Schu, 51, has served as the Nationals minor league hitting coordinator for the past four seasons, roving around the system and working with players. Those that have worked with him spoke highly of his jovial personality and no-frills coaching approach.

Schu, who began his coaching career with the Arizona Diamondbacks in 1998, was part of a mid-season coaching change himself in the past. He was brought in July 2007 to serve as the Diamondbacks hitting coach. Nationals General Manager Mike Rizzo was Arizona’s director of scouting at the time. Schu served as the team’s hitting coach for two years before being fired in May 2009. He also had served as the team’s hitting coach in 2004. In 2009, the Nationals lured Schu to the organization. The Boston Red Sox interviewed Schu this offseason for their vacant hitting coach position.

Schu spent the better part of nine seasons in the major leagues, five years with the Philadelphia Phillies and two with the Baltimore Orioles. He grew up near Sacramento, Calif., not far from where friend, Nationals broadcaster and former major leaguer F.P. Santangelo was raised.

Schu signed with the Phillies out of high school and reached the majors at 22 in 1984. He was once briefly considered the future replacement for Mike Schmidt at third base, forcing Schmidt to first base before he switched back. Schu, who also played in Japan and played in only one game for the Montreal Expos, is a career .246 hitter with 41 home runs.

Schu is familiar with several current Nationals players. He worked with Bryce Harper, Anthony Rendon, Steve Lombardozzi and Roger Bernadina in the minors. He also worked with Chad Tracy and Scott Hairston when they overlapped in Arizona. One of his biggest proponents is Harper. The two first met in 2010 at the Florida Instructional League when Harper was 17 and recently drafted. They then worked together when Harper was in the Arizona Fall League that year.

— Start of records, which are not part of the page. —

use std::fs::{self, OpenOptions};
use std::io::{ErrorKind, Write};
use std::path::{Path, PathBuf};

use chrono::{Local, NaiveDate};
use serde::Serialize;
use serde::de::DeserializeOwned;
use tracing::{debug, info, instrument};

use crate::{BaselineSnapshot, CpuEvent, HeaviestQuery, MemoryEvent, QcacheSample};

use super::{StoreError, StoreResult};

const BASELINE_FILENAME: &str = "baseline.json";

/// Append-only, per-day-scoped event store rooted in one directory.
#[derive(Debug, Clone)]
pub struct EventStore {
    dir: PathBuf,
}

impl EventStore {
    /// Open (and create if needed) the store directory.
    pub fn open(dir: impl Into<PathBuf>) -> StoreResult<Self> {
        let dir = dir.into();
        fs::create_dir_all(&dir).map_err(|e| StoreError::io(&dir, e))?;
        Ok(Self { dir })
    }

    fn cpu_path(&self, date: NaiveDate) -> PathBuf {
        self.dir
            .join(format!("events_cpu_{}.jsonl", date.format("%Y%m%d")))
    }

    fn memory_path(&self, date: NaiveDate) -> PathBuf {
        self.dir
            .join(format!("events_memory_{}.jsonl", date.format("%Y%m%d")))
    }

    fn qcache_path(&self, date: NaiveDate) -> PathBuf {
        self.dir
            .join(format!("qcache_{}.jsonl", date.format("%Y%m%d")))
    }

    fn narrative_path(&self, date: NaiveDate) -> PathBuf {
        self.dir
            .join(format!("events_{}.md", date.format("%Y%m%d")))
    }

    fn baseline_path(&self) -> PathBuf {
        self.dir.join(BASELINE_FILENAME)
    }

    /// Serialize one record and append it as a single complete write.
    fn append_row<T: Serialize>(&self, path: &Path, record: &T) -> StoreResult<()> {
        let mut line =
            serde_json::to_string(record).map_err(|e| StoreError::io(path, e))?;
        line.push('\n');

        let mut file = OpenOptions::new()
            .create(true)
            .append(true)
            .open(path)
            .map_err(|e| StoreError::io(path, e))?;
        file.write_all(line.as_bytes())
            .map_err(|e| StoreError::io(path, e))
    }

    fn read_rows<T: DeserializeOwned>(&self, path: &Path) -> StoreResult<Vec<T>> {
        let content = match fs::read_to_string(path) {
            Ok(content) => content,
            Err(e) if e.kind() == ErrorKind::NotFound => return Ok(Vec::new()),
            Err(e) => return Err(StoreError::io(path, e)),
        };
        content
            .lines()
            .filter(|line| !line.trim().is_empty())
            .map(|line| serde_json::from_str(line).map_err(|e| StoreError::io(path, e)))
            .collect()
    }

    fn append_narrative(&self, date: NaiveDate, section: &str) -> StoreResult<()> {
        let path = self.narrative_path(date);
        let mut body = String::new();
        if !path.exists() {
            body.push_str(&format!("# Performance event log for {date}\n"));
        }
        body.push_str(section);

        let mut file = OpenOptions::new()
            .create(true)
            .append(true)
            .open(&path)
            .map_err(|e| StoreError::io(&path, e))?;
        file.write_all(body.as_bytes())
            .map_err(|e| StoreError::io(&path, e))
    }

    /// Append one CPU event. Not deduplicated: every qualifying sample is
    /// recorded.
    #[instrument(skip_all, fields(date = %event.date, cpu = event.cpu_percent))]
    pub fn append_cpu_event(&self, event: &CpuEvent) -> StoreResult<()> {
        self.append_row(&self.cpu_path(event.date), event)?;
        self.append_narrative(event.date, &cpu_narrative(event))?;
        debug!("cpu event persisted");
        Ok(())
    }

    /// Append one memory event. The caller is responsible for the
    /// one-per-day rule via [`EventStore::has_memory_event_today`].
    #[instrument(skip_all, fields(date = %event.date, memory = event.memory_percent))]
    pub fn append_memory_event(&self, event: &MemoryEvent) -> StoreResult<()> {
        self.append_row(&self.memory_path(event.date), event)?;
        self.append_narrative(event.date, &memory_narrative(event))?;
        debug!("memory event persisted");
        Ok(())
    }

    /// Append one query cache counter sample. Samples accumulate over the
    /// day; the summary pass judges cache health from the last one.
    pub fn append_qcache_sample(&self, sample: &QcacheSample) -> StoreResult<()> {
        self.append_row(&self.qcache_path(sample.date), sample)
    }

    pub fn read_qcache_samples(&self, date: NaiveDate) -> StoreResult<Vec<QcacheSample>> {
        self.read_rows(&self.qcache_path(date))
    }

    /// Attach an engine status excerpt to the day's narrative log. The
    /// excerpt rides alongside the CPU event that triggered its capture.
    pub fn append_engine_status(
        &self,
        date: NaiveDate,
        time: chrono::NaiveTime,
        body: &str,
    ) -> StoreResult<()> {
        let mut excerpt: String = body.chars().take(4000).collect();
        if excerpt.len() < body.len() {
            excerpt.push_str("\n[truncated]");
        }
        self.append_narrative(
            date,
            &format!(
                "\n<details><summary>InnoDB engine status at {}</summary>\n\n```\n{excerpt}\n```\n\n</details>\n",
                time.format("%H:%M:%S")
            ),
        )
    }

    /// Dedup state for the one-memory-event-per-day rule. Derived from the
    /// structured file on disk, so it survives process restarts.
    pub fn has_memory_event_today(&self) -> StoreResult<bool> {
        self.has_memory_event(Local::now().date_naive())
    }

    pub fn has_memory_event(&self, date: NaiveDate) -> StoreResult<bool> {
        let path = self.memory_path(date);
        match fs::read_to_string(&path) {
            Ok(content) => Ok(content.lines().any(|line| !line.trim().is_empty())),
            Err(e) if e.kind() == ErrorKind::NotFound => Ok(false),
            Err(e) => Err(StoreError::io(&path, e)),
        }
    }

    /// Replay APIs for the offline aggregation pass.
    pub fn read_cpu_events(&self, date: NaiveDate) -> StoreResult<Vec<CpuEvent>> {
        self.read_rows(&self.cpu_path(date))
    }

    pub fn read_memory_events(&self, date: NaiveDate) -> StoreResult<Vec<MemoryEvent>> {
        self.read_rows(&self.memory_path(date))
    }

    pub fn baseline_exists(&self) -> bool {
        self.baseline_path().exists()
    }

    /// Write the one-time baseline snapshot. Returns `false` (and leaves the
    /// file untouched) if a baseline is already present.
    pub fn write_baseline(&self, snapshot: &BaselineSnapshot) -> StoreResult<bool> {
        let path = self.baseline_path();
        let mut file = match OpenOptions::new().create_new(true).write(true).open(&path) {
            Ok(file) => file,
            Err(e) if e.kind() == ErrorKind::AlreadyExists => {
                debug!("baseline already present, skipping");
                return Ok(false);
            }
            Err(e) => return Err(StoreError::io(&path, e)),
        };

        let body = serde_json::to_string_pretty(snapshot)
            .map_err(|e| StoreError::io(&path, e))?;
        file.write_all(body.as_bytes())
            .map_err(|e| StoreError::io(&path, e))?;
        info!("baseline snapshot written to {}", path.display());
        Ok(true)
    }

    pub fn read_baseline(&self) -> StoreResult<Option<BaselineSnapshot>> {
        let path = self.baseline_path();
        match fs::read_to_string(&path) {
            Ok(content) => serde_json::from_str(&content)
                .map(Some)
                .map_err(|e| StoreError::io(&path, e)),
            Err(e) if e.kind() == ErrorKind::NotFound => Ok(None),
            Err(e) => Err(StoreError::io(&path, e)),
        }
    }

    /// Paths of the raw files that exist for `date`, for report delivery.
    pub fn raw_files(&self, date: NaiveDate) -> Vec<PathBuf> {
        [
            self.cpu_path(date),
            self.memory_path(date),
            self.qcache_path(date),
            self.narrative_path(date),
        ]
        .into_iter()
        .filter(|path| path.exists())
        .collect()
    }

    pub fn dir(&self) -> &Path {
        &self.dir
    }
}

fn cpu_narrative(event: &CpuEvent) -> String {
    let mut section = format!(
        "\n---\n### CPU spike at {}\n- pid: `{}`\n- load: `{}%`\n",
        event.time.format("%H:%M:%S"),
        event.pid,
        event.cpu_percent
    );

    match &event.heaviest {
        HeaviestQuery::Query(query) => {
            section.push_str(&format!(
                "- heaviest query ({}s): `{}`\n",
                query.elapsed_seconds, query.info
            ));
        }
        HeaviestQuery::NoActiveQueries => {
            section.push_str("- no attributable query (nothing was running)\n");
        }
        HeaviestQuery::SnapshotUnavailable => {
            section.push_str("- process snapshot unavailable at spike time\n");
        }
    }

    if !event.queries.is_empty() {
        section.push_str("\nLongest-running queries at spike time:\n\n");
        section.push_str("| time (s) | user | db | query |\n|---:|---|---|---|\n");
        for query in &event.queries {
            section.push_str(&format!(
                "| {} | {} | {} | {} |\n",
                query.elapsed_seconds,
                query.user,
                query.db.as_deref().unwrap_or("-"),
                query.info
            ));
        }
    }

    section
}

fn memory_narrative(event: &MemoryEvent) -> String {
    format!(
        "\n---\n### High memory usage at {}\n- recorded usage: `{}%`\n",
        event.time.format("%H:%M:%S"),
        event.memory_percent
    )
}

“Schu is unbelievable,” Harper said. “I love the guy. Been around baseball for a long time. Been a hitting coach for a long time. I’m excited to have him.”

Those that have worked with Schu in the past describe his teaching style as less about mechanics and more about approach. “He’s very simple,” Harper said. “Stay within yourself, stay with what you know. It’s more of a simplifying everything.”

Added Hairston: “He tries to learn the best he can and what that certain player can do and their strengths and just goes off that, which is good. I think he was very encouraging, from what I remember, and that confidence in our abilities and always reminded us to have confidence in our abilities. That’s what I remember. … He did a good job communicating with the players. It was a right type of balance between information, encouragement and the work. I think it flowed really good.”

Manager Davey Johnson, who was close with Eckstein, said Eckstein worked and talked with all of the organization’s hitting instructors, including Schu, to make sure there was continuity throughout all levels about hitting philosophy.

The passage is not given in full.